BEGIN Supplied data
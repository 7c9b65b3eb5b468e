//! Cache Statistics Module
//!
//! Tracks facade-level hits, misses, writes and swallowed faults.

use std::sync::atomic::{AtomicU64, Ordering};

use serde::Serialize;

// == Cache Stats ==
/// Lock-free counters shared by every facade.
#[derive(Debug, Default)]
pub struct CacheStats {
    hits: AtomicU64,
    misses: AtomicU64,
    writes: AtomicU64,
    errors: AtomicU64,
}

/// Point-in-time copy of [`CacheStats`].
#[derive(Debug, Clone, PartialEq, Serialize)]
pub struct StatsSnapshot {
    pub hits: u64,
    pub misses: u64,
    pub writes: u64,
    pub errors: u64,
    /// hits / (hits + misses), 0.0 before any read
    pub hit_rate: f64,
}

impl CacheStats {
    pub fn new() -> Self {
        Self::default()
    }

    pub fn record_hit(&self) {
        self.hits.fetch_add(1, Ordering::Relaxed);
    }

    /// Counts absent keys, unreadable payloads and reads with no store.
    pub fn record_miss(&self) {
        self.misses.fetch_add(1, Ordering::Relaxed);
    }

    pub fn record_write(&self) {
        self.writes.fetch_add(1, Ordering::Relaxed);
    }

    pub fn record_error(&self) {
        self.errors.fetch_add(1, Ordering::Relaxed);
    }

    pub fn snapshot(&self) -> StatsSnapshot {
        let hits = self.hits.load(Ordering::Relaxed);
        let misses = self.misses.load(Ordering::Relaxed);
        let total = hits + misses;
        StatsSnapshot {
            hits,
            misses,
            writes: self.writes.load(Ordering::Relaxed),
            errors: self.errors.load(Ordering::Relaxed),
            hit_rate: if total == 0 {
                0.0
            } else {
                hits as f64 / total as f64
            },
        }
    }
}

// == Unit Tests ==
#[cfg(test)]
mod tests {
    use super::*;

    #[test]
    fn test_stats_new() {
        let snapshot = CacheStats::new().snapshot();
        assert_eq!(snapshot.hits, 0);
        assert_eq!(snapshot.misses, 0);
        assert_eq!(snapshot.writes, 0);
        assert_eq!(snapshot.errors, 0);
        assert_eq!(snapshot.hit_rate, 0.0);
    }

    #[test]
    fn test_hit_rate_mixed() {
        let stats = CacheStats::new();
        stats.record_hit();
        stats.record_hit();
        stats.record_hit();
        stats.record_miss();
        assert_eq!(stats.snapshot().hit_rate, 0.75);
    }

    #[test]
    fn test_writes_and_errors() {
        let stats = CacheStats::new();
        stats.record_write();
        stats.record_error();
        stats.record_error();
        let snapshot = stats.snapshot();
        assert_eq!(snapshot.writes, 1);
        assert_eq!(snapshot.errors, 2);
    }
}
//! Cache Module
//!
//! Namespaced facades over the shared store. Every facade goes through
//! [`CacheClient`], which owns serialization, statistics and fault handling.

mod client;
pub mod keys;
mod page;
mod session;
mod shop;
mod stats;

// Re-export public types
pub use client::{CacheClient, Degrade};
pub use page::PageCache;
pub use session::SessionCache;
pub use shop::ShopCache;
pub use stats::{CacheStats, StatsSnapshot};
END Supplied data
Goal of the exercise >> Return each line of the listing that holds the string "struct".

Output for this task >>
pub struct CacheStats {
pub struct StatsSnapshot {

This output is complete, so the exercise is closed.